» Task directions: For every line in the data below that contains "Result", copy the line.

(Saved data entries)
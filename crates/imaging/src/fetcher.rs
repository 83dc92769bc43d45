//! Resolves image references from the page payload to bytes.
//!
//! A reference is one of:
//! - an `http(s)` URL pointing back at this service's `/uploads/` path,
//!   read straight from local storage;
//! - any other `http(s)` URL, downloaded;
//! - a storage-relative path such as `a.png` or `storage/uploads/a.png`.

use std::time::Duration;

use async_trait::async_trait;
use taleify_jobs::capability::{CapabilityError, ImageFetcher};

use crate::storage::LocalDiskStore;
use crate::{ensure_success, transport};

const UPLOADS_SEGMENT: &str = "/uploads/";

pub struct StorageFetcher {
    store: LocalDiskStore,
    client: reqwest::Client,
}

impl StorageFetcher {
    /// `timeout` bounds each remote download.
    pub fn new(store: LocalDiskStore, timeout: Duration) -> Result<Self, CapabilityError> {
        let client = reqwest::Client::builder()
            .timeout(timeout)
            .build()
            .map_err(transport)?;
        Ok(Self { store, client })
    }

    async fn download(&self, url: &str) -> Result<Vec<u8>, CapabilityError> {
        tracing::debug!(%url, "Downloading image");
        let response = self.client.get(url).send().await.map_err(transport)?;
        let response = ensure_success(response).await.map_err(|e| match e {
            CapabilityError::Service { status: 404, .. } => {
                CapabilityError::NotFound(format!("image not found at {url}"))
            }
            other => other,
        })?;
        let bytes = response.bytes().await.map_err(transport)?;
        Ok(bytes.to_vec())
    }
}

#[async_trait]
impl ImageFetcher for StorageFetcher {
    async fn resolve(&self, reference: &str) -> Result<Vec<u8>, CapabilityError> {
        let reference = reference.trim();

        if reference.starts_with("http://") || reference.starts_with("https://") {
            return match local_name(reference) {
                Some(name) => self.store.read(name).await,
                None => self.download(reference).await,
            };
        }

        let relative = reference
            .trim_start_matches('/')
            .trim_start_matches("storage/uploads/");
        self.store.read(relative).await
    }
}

/// File name of a URL served from this service's uploads directory.
fn local_name(url: &str) -> Option<&str> {
    let (_, rest) = url.split_once(UPLOADS_SEGMENT)?;
    let name = rest.split(['?', '#']).next().unwrap_or(rest);
    (!name.is_empty()).then_some(name)
}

» Answer:
    pub fn new(store: LocalDiskStore, timeout: Duration) -> Result<Self, CapabilityError> {
    async fn download(&self, url: &str) -> Result<Vec<u8>, CapabilityError> {
    async fn resolve(&self, reference: &str) -> Result<Vec<u8>, CapabilityError> {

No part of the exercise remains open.